··· ENTRIES PROVIDED

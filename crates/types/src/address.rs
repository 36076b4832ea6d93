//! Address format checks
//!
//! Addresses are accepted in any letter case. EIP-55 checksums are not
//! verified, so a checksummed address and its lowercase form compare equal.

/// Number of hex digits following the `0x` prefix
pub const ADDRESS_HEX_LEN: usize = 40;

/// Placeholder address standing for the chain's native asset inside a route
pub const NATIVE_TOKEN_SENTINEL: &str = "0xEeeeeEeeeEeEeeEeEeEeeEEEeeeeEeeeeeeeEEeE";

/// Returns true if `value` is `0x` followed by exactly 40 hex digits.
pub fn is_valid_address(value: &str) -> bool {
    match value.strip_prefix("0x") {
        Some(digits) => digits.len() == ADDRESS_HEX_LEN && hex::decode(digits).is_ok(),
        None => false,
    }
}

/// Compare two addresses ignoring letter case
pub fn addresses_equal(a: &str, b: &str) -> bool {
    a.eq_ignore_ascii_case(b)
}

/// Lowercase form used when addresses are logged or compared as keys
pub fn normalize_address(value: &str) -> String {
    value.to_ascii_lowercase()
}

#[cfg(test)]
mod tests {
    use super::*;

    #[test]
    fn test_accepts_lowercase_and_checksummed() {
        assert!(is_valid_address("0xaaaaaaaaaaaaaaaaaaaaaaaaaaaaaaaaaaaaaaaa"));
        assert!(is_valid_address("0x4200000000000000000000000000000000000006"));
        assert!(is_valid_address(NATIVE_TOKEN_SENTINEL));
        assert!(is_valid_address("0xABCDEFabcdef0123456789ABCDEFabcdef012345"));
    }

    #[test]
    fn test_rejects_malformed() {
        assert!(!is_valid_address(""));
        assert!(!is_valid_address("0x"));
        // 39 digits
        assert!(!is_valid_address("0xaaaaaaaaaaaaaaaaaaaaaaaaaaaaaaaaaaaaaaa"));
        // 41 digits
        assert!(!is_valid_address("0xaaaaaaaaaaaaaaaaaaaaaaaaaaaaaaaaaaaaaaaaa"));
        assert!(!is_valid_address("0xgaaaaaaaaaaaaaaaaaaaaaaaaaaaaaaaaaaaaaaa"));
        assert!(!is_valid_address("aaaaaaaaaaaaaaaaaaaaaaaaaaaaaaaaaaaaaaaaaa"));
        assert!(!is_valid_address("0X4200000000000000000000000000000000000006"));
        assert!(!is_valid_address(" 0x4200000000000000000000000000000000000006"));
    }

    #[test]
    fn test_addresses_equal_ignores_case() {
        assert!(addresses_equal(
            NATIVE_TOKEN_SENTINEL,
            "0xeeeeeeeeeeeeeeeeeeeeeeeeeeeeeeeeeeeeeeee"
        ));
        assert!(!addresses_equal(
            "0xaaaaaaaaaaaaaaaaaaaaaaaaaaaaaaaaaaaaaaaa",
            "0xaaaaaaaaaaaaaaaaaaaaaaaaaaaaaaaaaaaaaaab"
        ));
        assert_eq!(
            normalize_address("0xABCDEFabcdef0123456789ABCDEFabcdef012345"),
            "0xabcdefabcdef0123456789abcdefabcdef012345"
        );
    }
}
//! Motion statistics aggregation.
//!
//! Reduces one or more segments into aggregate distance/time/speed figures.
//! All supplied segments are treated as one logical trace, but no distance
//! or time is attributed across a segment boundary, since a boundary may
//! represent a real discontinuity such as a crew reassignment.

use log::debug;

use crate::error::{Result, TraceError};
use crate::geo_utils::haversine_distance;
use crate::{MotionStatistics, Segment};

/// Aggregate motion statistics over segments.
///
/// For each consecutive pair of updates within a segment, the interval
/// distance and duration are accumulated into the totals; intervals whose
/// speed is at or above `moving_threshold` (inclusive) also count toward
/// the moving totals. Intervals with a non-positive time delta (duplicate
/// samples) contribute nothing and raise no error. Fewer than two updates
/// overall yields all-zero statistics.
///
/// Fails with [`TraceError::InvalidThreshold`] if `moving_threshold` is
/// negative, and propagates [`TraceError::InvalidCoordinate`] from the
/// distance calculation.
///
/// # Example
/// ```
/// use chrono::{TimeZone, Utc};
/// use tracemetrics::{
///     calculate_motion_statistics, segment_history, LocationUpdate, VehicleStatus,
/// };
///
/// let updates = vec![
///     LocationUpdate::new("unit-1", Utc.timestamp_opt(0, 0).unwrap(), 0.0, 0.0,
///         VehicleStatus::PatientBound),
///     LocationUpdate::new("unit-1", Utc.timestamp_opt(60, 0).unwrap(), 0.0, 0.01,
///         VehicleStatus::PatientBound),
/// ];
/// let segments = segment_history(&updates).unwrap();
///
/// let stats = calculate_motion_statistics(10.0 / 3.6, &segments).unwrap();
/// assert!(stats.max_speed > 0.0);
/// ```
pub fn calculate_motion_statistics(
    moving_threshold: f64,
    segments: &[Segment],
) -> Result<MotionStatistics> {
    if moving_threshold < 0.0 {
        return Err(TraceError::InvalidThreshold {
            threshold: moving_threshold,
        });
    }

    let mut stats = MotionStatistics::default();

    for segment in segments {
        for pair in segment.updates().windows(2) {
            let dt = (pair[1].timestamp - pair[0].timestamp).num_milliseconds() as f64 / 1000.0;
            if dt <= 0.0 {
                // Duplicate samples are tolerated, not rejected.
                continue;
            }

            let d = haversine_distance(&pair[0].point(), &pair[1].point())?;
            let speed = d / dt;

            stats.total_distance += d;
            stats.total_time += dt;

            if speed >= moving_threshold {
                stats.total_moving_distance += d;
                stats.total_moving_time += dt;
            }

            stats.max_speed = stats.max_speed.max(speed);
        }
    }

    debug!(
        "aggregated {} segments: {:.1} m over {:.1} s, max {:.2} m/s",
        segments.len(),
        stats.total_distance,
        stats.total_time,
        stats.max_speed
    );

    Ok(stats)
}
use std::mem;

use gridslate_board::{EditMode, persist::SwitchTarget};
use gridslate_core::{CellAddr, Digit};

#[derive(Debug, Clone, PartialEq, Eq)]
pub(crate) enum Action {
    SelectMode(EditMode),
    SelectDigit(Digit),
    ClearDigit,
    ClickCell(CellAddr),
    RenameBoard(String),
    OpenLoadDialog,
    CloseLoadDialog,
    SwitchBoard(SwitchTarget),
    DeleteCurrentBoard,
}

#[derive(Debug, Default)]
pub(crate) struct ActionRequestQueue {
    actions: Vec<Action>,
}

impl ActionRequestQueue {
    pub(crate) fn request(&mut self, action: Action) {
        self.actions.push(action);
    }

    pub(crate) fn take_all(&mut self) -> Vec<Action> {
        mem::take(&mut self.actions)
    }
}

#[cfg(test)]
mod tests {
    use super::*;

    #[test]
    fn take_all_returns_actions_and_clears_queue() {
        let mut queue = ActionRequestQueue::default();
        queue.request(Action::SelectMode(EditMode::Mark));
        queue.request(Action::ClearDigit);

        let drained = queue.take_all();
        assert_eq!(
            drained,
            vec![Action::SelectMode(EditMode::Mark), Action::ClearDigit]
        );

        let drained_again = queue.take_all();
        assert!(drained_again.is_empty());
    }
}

······

PROBLEM STATEMENT: Copy down the whole of the data above, matching it exactly.

RESULT:
filename crates/types/src/address.rs
repository 36076b4832ea6d93
//! Address format checks
//!
//! Addresses are accepted in any letter case. EIP-55 checksums are not
//! verified, so a checksummed address and its lowercase form compare equal.

/// Number of hex digits following the `0x` prefix
pub const ADDRESS_HEX_LEN: usize = 40;

/// Placeholder address standing for the chain's native asset inside a route
pub const NATIVE_TOKEN_SENTINEL: &str = "0xEeeeeEeeeEeEeeEeEeEeeEEEeeeeEeeeeeeeEEeE";

/// Returns true if `value` is `0x` followed by exactly 40 hex digits.
pub fn is_valid_address(value: &str) -> bool {
    match value.strip_prefix("0x") {
        Some(digits) => digits.len() == ADDRESS_HEX_LEN && hex::decode(digits).is_ok(),
        None => false,
    }
}

/// Compare two addresses ignoring letter case
pub fn addresses_equal(a: &str, b: &str) -> bool {
    a.eq_ignore_ascii_case(b)
}

/// Lowercase form used when addresses are logged or compared as keys
pub fn normalize_address(value: &str) -> String {
    value.to_ascii_lowercase()
}

#[cfg(test)]
mod tests {
    use super::*;

    #[test]
    fn test_accepts_lowercase_and_checksummed() {
        assert!(is_valid_address("0xaaaaaaaaaaaaaaaaaaaaaaaaaaaaaaaaaaaaaaaa"));
        assert!(is_valid_address("0x4200000000000000000000000000000000000006"));
        assert!(is_valid_address(NATIVE_TOKEN_SENTINEL));
        assert!(is_valid_address("0xABCDEFabcdef0123456789ABCDEFabcdef012345"));
    }

    #[test]
    fn test_rejects_malformed() {
        assert!(!is_valid_address(""));
        assert!(!is_valid_address("0x"));
        // 39 digits
        assert!(!is_valid_address("0xaaaaaaaaaaaaaaaaaaaaaaaaaaaaaaaaaaaaaaa"));
        // 41 digits
        assert!(!is_valid_address("0xaaaaaaaaaaaaaaaaaaaaaaaaaaaaaaaaaaaaaaaaa"));
        assert!(!is_valid_address("0xgaaaaaaaaaaaaaaaaaaaaaaaaaaaaaaaaaaaaaaa"));
        assert!(!is_valid_address("aaaaaaaaaaaaaaaaaaaaaaaaaaaaaaaaaaaaaaaaaa"));
        assert!(!is_valid_address("0X4200000000000000000000000000000000000006"));
        assert!(!is_valid_address(" 0x4200000000000000000000000000000000000006"));
    }

    #[test]
    fn test_addresses_equal_ignores_case() {
        assert!(addresses_equal(
            NATIVE_TOKEN_SENTINEL,
            "0xeeeeeeeeeeeeeeeeeeeeeeeeeeeeeeeeeeeeeeee"
        ));
        assert!(!addresses_equal(
            "0xaaaaaaaaaaaaaaaaaaaaaaaaaaaaaaaaaaaaaaaa",
            "0xaaaaaaaaaaaaaaaaaaaaaaaaaaaaaaaaaaaaaaab"
        ));
        assert_eq!(
            normalize_address("0xABCDEFabcdef0123456789ABCDEFabcdef012345"),
            "0xabcdefabcdef0123456789abcdefabcdef012345"
        );
    }
}
//! Motion statistics aggregation.
//!
//! Reduces one or more segments into aggregate distance/time/speed figures.
//! All supplied segments are treated as one logical trace, but no distance
//! or time is attributed across a segment boundary, since a boundary may
//! represent a real discontinuity such as a crew reassignment.

use log::debug;

use crate::error::{Result, TraceError};
use crate::geo_utils::haversine_distance;
use crate::{MotionStatistics, Segment};

/// Aggregate motion statistics over segments.
///
/// For each consecutive pair of updates within a segment, the interval
/// distance and duration are accumulated into the totals; intervals whose
/// speed is at or above `moving_threshold` (inclusive) also count toward
/// the moving totals. Intervals with a non-positive time delta (duplicate
/// samples) contribute nothing and raise no error. Fewer than two updates
/// overall yields all-zero statistics.
///
/// Fails with [`TraceError::InvalidThreshold`] if `moving_threshold` is
/// negative, and propagates [`TraceError::InvalidCoordinate`] from the
/// distance calculation.
///
/// # Example
/// ```
/// use chrono::{TimeZone, Utc};
/// use tracemetrics::{
///     calculate_motion_statistics, segment_history, LocationUpdate, VehicleStatus,
/// };
///
/// let updates = vec![
///     LocationUpdate::new("unit-1", Utc.timestamp_opt(0, 0).unwrap(), 0.0, 0.0,
///         VehicleStatus::PatientBound),
///     LocationUpdate::new("unit-1", Utc.timestamp_opt(60, 0).unwrap(), 0.0, 0.01,
///         VehicleStatus::PatientBound),
/// ];
/// let segments = segment_history(&updates).unwrap();
///
/// let stats = calculate_motion_statistics(10.0 / 3.6, &segments).unwrap();
/// assert!(stats.max_speed > 0.0);
/// ```
pub fn calculate_motion_statistics(
    moving_threshold: f64,
    segments: &[Segment],
) -> Result<MotionStatistics> {
    if moving_threshold < 0.0 {
        return Err(TraceError::InvalidThreshold {
            threshold: moving_threshold,
        });
    }

    let mut stats = MotionStatistics::default();

    for segment in segments {
        for pair in segment.updates().windows(2) {
            let dt = (pair[1].timestamp - pair[0].timestamp).num_milliseconds() as f64 / 1000.0;
            if dt <= 0.0 {
                // Duplicate samples are tolerated, not rejected.
                continue;
            }

            let d = haversine_distance(&pair[0].point(), &pair[1].point())?;
            let speed = d / dt;

            stats.total_distance += d;
            stats.total_time += dt;

            if speed >= moving_threshold {
                stats.total_moving_distance += d;
                stats.total_moving_time += dt;
            }

            stats.max_speed = stats.max_speed.max(speed);
        }
    }

    debug!(
        "aggregated {} segments: {:.1} m over {:.1} s, max {:.2} m/s",
        segments.len(),
        stats.total_distance,
        stats.total_time,
        stats.max_speed
    );

    Ok(stats)
}
use std::mem;

use gridslate_board::{EditMode, persist::SwitchTarget};
use gridslate_core::{CellAddr, Digit};

#[derive(Debug, Clone, PartialEq, Eq)]
pub(crate) enum Action {
    SelectMode(EditMode),
    SelectDigit(Digit),
    ClearDigit,
    ClickCell(CellAddr),
    RenameBoard(String),
    OpenLoadDialog,
    CloseLoadDialog,
    SwitchBoard(SwitchTarget),
    DeleteCurrentBoard,
}

#[derive(Debug, Default)]
pub(crate) struct ActionRequestQueue {
    actions: Vec<Action>,
}

impl ActionRequestQueue {
    pub(crate) fn request(&mut self, action: Action) {
        self.actions.push(action);
    }

    pub(crate) fn take_all(&mut self) -> Vec<Action> {
        mem::take(&mut self.actions)
    }
}

#[cfg(test)]
mod tests {
    use super::*;

    #[test]
    fn take_all_returns_actions_and_clears_queue() {
        let mut queue = ActionRequestQueue::default();
        queue.request(Action::SelectMode(EditMode::Mark));
        queue.request(Action::ClearDigit);

        let drained = queue.take_all();
        assert_eq!(
            drained,
            vec![Action::SelectMode(EditMode::Mark), Action::ClearDigit]
        );

        let drained_again = queue.take_all();
        assert!(drained_again.is_empty());
    }
}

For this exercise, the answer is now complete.